Maybe historical distance gives me permission to enjoy rhyme. Maybe I'm predisposed to view form in contemporary poetry as phony and forced. Thing is, when rhyme creeps its way into a piece on its own - as incidental rhyme, or near-rhyme, or assonance - I find it very pleasing. Ironically, the one form I actually enjoy when employed by English-language poets is the Ghazal, made famous by the Urdu poet Ghalib (but this form uses repetition rather than rhyme...)

Hm. Curiouser and curiouser.


Thursday, January 17, 2008

Melancholia=Muse?

Here's the pull quote from an article in the Chronicle of Higher Education:

"We’re in danger of losing a major cultural force, the muse behind much art, poetry, and music. We are blithely getting rid of melancholia..."

Nothing new about this warning; we've heard it all before. Anytime it looks like people in the Western world are finding new ways to actually be happy, critics start lining up to tell us why it's a bad idea. This suspicion of happiness has a long backstory. For much of European history, happiness was a non-issue. Humans weren't the center of the universe, nor were they the appropriate focus of intellectual or artistic contemplation. We were too low on the food chain in the Great Chain of Being. It was all about the divine. Original Sinny and all, we were products of a notorious Fall that pretty much sealed our fate.

Enter the Enlightenment, and humanity takes center stage. Now we're asking questions about epistemology, moral development, social life, and our place in the "natural order." (No, God's not gone, but that's another story). Meanwhile, global exploration kicks into high gear. While Hume and Locke are philosophizing in their dens, sailors, explorers and missionaries are encountering new worlds from the South Pacific to the arctic and beyond. Travelogues written by these erstwhile ethnographers are bestsellers. People can't get enough of them. Why?

Simply this: they offered a vision of - yes - happiness. What a shock for the guilt-ridden, self-punishing Europeans to see an alternative to the daily, dirty, relentless grind of labor, of conflict and class division, of scarce resources and fierce competition, of stern gods and abject sinners.

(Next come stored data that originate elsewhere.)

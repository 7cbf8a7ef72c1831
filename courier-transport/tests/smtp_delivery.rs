//! SMTP delivery against a local mock relay, through the resolver and the
//! mailer.

mod support;

use std::time::Duration;

use courier_common::{MailSettings, Message, config::ClientTimeouts, settings::keys};
use courier_transport::{
    Mailer, Outcome, Transport, TransportError, TransportResolver,
    smtp::{Credentials, SmtpTransport},
};
use pretty_assertions::assert_eq;
use support::mock_server::{MockSmtpServer, SmtpCommand};

fn message() -> Message {
    Message::new(
        Some("editor@example.org".to_string()),
        vec![
            "reader@example.com".to_string(),
            "archive@example.com".to_string(),
        ],
        b"From: editor@example.org\r\nTo: reader@example.com\r\nSubject: Issue 42\r\n\r\nHello\r\n.hidden line\n"
            .to_vec(),
    )
}

#[tokio::test]
async fn test_full_transaction() {
    let server = MockSmtpServer::builder().build().await.expect("bind");
    let transport = SmtpTransport::new("127.0.0.1", server.addr().port());

    let outcome = transport.send(&message()).await.expect("delivered");
    assert_eq!(outcome, Outcome::Sent { recipients: 2 });

    assert_eq!(
        server.commands().await,
        vec![
            SmtpCommand::Ehlo("example.org".to_string()),
            SmtpCommand::MailFrom("FROM:<editor@example.org>".to_string()),
            SmtpCommand::RcptTo("TO:<reader@example.com>".to_string()),
            SmtpCommand::RcptTo("TO:<archive@example.com>".to_string()),
            SmtpCommand::Data,
            SmtpCommand::Content(
                "From: editor@example.org\r\nTo: reader@example.com\r\nSubject: Issue 42\r\n\r\nHello\r\n..hidden line\r\n"
                    .to_string()
            ),
            SmtpCommand::Quit,
        ]
    );
}

#[tokio::test]
async fn test_auth_plain() {
    let server = MockSmtpServer::builder()
        .with_capabilities(&["mock.example.test", "AUTH PLAIN LOGIN"])
        .build()
        .await
        .expect("bind");
    let transport =
        SmtpTransport::new("127.0.0.1", server.addr().port()).with_credentials(Some(Credentials {
            username: "courier".to_string(),
            password: "secret".to_string(),
        }));

    transport.send(&message()).await.expect("delivered");

    let commands = server.commands().await;
    // base64("\0courier\0secret")
    assert!(commands.contains(&SmtpCommand::Auth("PLAIN AGNvdXJpZXIAc2VjcmV0".to_string())));
}

#[tokio::test]
async fn test_auth_requires_advertisement() {
    let server = MockSmtpServer::builder().build().await.expect("bind");
    let transport =
        SmtpTransport::new("127.0.0.1", server.addr().port()).with_credentials(Some(Credentials {
            username: "courier".to_string(),
            password: "secret".to_string(),
        }));

    let err = transport.send(&message()).await.expect_err("no AUTH offered");
    assert!(matches!(err, TransportError::Unsupported("AUTH")), "{err}");
    assert!(err.is_permanent());
}

#[tokio::test]
async fn test_rejected_recipient() {
    let server = MockSmtpServer::builder()
        .with_rcpt_to_response(550, "No such user")
        .build()
        .await
        .expect("bind");
    let transport = SmtpTransport::new("127.0.0.1", server.addr().port());

    let err = transport.send(&message()).await.expect_err("rejected");
    match err {
        TransportError::Rejected {
            command,
            code,
            ref message,
        } => {
            assert_eq!(command, "RCPT TO");
            assert_eq!(code, 550);
            assert_eq!(message, "No such user");
        }
        other => panic!("unexpected error: {other}"),
    }
    assert!(!server.commands().await.contains(&SmtpCommand::Data));
}

#[tokio::test]
async fn test_slow_relay_times_out() {
    let server = MockSmtpServer::builder()
        .with_reply_delay(Duration::from_secs(5))
        .build()
        .await
        .expect("bind");
    let timeouts = ClientTimeouts {
        command_secs: 1,
        envelope_secs: 1,
        ..ClientTimeouts::default()
    };
    let transport = SmtpTransport::new("127.0.0.1", server.addr().port()).with_timeouts(timeouts);

    let err = transport.send(&message()).await.expect_err("timed out");
    assert!(
        matches!(err, TransportError::Timeout { command: "EHLO", .. }),
        "{err}"
    );
}

#[tokio::test]
async fn test_spooled_smtp_mail_is_sent_on_flush() {
    let server = MockSmtpServer::builder().build().await.expect("bind");
    let settings = MailSettings::from([
        (keys::TRANSPORT, "smtp".to_string()),
        (keys::SMTP_SERVER, server.server()),
        (keys::SPOOL, "memory".to_string()),
        (keys::DEFAULT_FROM_ADDRESS, "noreply@example.org".to_string()),
    ]);
    let mailer = Mailer::new(&TransportResolver::new(&settings)).expect("valid settings");
    assert_eq!(mailer.real_transport().port(), Some(server.addr().port()));

    let anonymous = Message::new(
        None,
        vec!["reader@example.com".to_string()],
        b"To: reader@example.com\r\n\r\nHello\r\n".to_vec(),
    );
    let outcome = mailer.send(anonymous).await.expect("queued");
    assert!(matches!(outcome, Outcome::Queued(_)));
    assert!(server.commands().await.is_empty());

    let report = mailer.flush_queue().await.expect("flush");
    assert_eq!(report.sent, 1);
    assert!(report.is_clean());

    let commands = server.commands().await;
    assert!(commands.contains(&SmtpCommand::MailFrom(
        "FROM:<noreply@example.org>".to_string()
    )));
    assert!(commands.iter().any(|command| matches!(
        command,
        SmtpCommand::Content(content) if content.starts_with("From: <noreply@example.org>\r\n")
    )));
}
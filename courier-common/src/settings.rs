//! The `MAIL` settings bag and the collaborator that supplies its defaults.
//!
//! Settings are stringly typed: they arrive from configuration
//! files and host applications that know nothing about the transports, and
//! are only interpreted when a transport is resolved.

use ahash::AHashMap;
use serde::{Deserialize, Serialize};

/// Well-known keys of the `MAIL` section.
pub mod keys {
    pub const TRANSPORT: &str = "transport";
    pub const SMTP_SERVER: &str = "transport_smtp_server";
    pub const SMTP_ENCRYPT: &str = "transport_smtp_encrypt";
    pub const SMTP_USERNAME: &str = "transport_smtp_username";
    pub const SMTP_PASSWORD: &str = "transport_smtp_password";
    pub const SENDMAIL_COMMAND: &str = "transport_sendmail_command";
    pub const MBOX_FILE: &str = "transport_mbox_file";
    pub const SPOOL: &str = "spool";
    pub const DEFAULT_FROM_ADDRESS: &str = "defaultMailFromAddress";
    pub const DEFAULT_FROM_NAME: &str = "defaultMailFromName";
}

/// A loosely typed `key => value` transport configuration.
#[derive(Debug, Clone, Default, PartialEq, Eq, Serialize, Deserialize)]
#[serde(transparent)]
pub struct MailSettings {
    values: AHashMap<String, String>,
}

impl MailSettings {
    #[must_use]
    pub fn new() -> Self {
        Self::default()
    }

    /// Builder-style insert.
    #[must_use]
    pub fn with(mut self, key: impl Into<String>, value: impl Into<String>) -> Self {
        self.insert(key, value);
        self
    }

    pub fn insert(&mut self, key: impl Into<String>, value: impl Into<String>) -> Option<String> {
        self.values.insert(key.into(), value.into())
    }

    /// The raw value stored for `key`, if any.
    #[must_use]
    pub fn get(&self, key: &str) -> Option<&str> {
        self.values.get(key).map(String::as_str)
    }

    /// The value stored for `key`, treating whitespace-only values as absent.
    #[must_use]
    pub fn non_empty(&self, key: &str) -> Option<&str> {
        self.get(key).map(str::trim).filter(|value| !value.is_empty())
    }

    /// The transport kind discriminator.
    #[must_use]
    pub fn transport(&self) -> Option<&str> {
        self.non_empty(keys::TRANSPORT)
    }

    /// The spool selector. Absent and empty both mean "no spool".
    #[must_use]
    pub fn spool(&self) -> Option<&str> {
        self.non_empty(keys::SPOOL)
    }

    #[must_use]
    pub fn is_empty(&self) -> bool {
        self.values.is_empty()
    }

    #[must_use]
    pub fn len(&self) -> usize {
        self.values.len()
    }
}

impl<K, V> FromIterator<(K, V)> for MailSettings
where
    K: Into<String>,
    V: Into<String>,
{
    fn from_iter<I: IntoIterator<Item = (K, V)>>(iter: I) -> Self {
        Self {
            values: iter
                .into_iter()
                .map(|(key, value)| (key.into(), value.into()))
                .collect(),
        }
    }
}

impl<K, V, const N: usize> From<[(K, V); N]> for MailSettings
where
    K: Into<String>,
    V: Into<String>,
{
    fn from(entries: [(K, V); N]) -> Self {
        entries.into_iter().collect()
    }
}

/// Source of the process-wide default `MAIL` section.
///
/// The resolver reads it exactly once, when it is constructed.
pub trait SettingsProvider {
    fn mail_settings(&self) -> MailSettings;
}

impl SettingsProvider for MailSettings {
    fn mail_settings(&self) -> MailSettings {
        self.clone()
    }
}

impl<P: SettingsProvider + ?Sized> SettingsProvider for &P {
    fn mail_settings(&self) -> MailSettings {
        (**self).mail_settings()
    }
}

impl<P: SettingsProvider + ?Sized> SettingsProvider for std::sync::Arc<P> {
    fn mail_settings(&self) -> MailSettings {
        (**self).mail_settings()
    }
}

Of course, the worlds they encountered weren't perfect, egalitarian paradises; but they were different enough to suggest to the travelers that misery wasn't universal, and therefore might not be inevitable - that happiness might be attainable in this life, and not simply the next.

Well, suffice it to say that happiness gained a few champions, but misery had a whole bunch of defenders. You can read the entire history of intellectual thought from the Enlightenment to today through this lens: can we, and do we deserve to be happy? For example, Freud sees misery as a psychic inevitability; Marx sees misery as a consequence of capitalism and the alienation of labor (presumably, happiness is possible in an alternative socio-economic system).

So what does any of this have to do with melancholia as muse?

It's part of the same debate. Misery's defenders tend to present said misery as not just inevitable, but necessary. Thus, Freud sees thought - as well as artistic production, indeed, all the treasures of civilization - as the product of want. All our unfulfilled desire (unfulfillable, remember; we can't, after all, go back to the womb) gets redirected, sublimated, into creative expression. We create things - poetry, novels, the Taj Mahal - because we're miserable. Happiness's champions (Schachtel, e.g.) have dared to suggest that we create art despite our misery, or only when we are free enough from need to be able to view the world as something other than an extension of ourselves and our needs.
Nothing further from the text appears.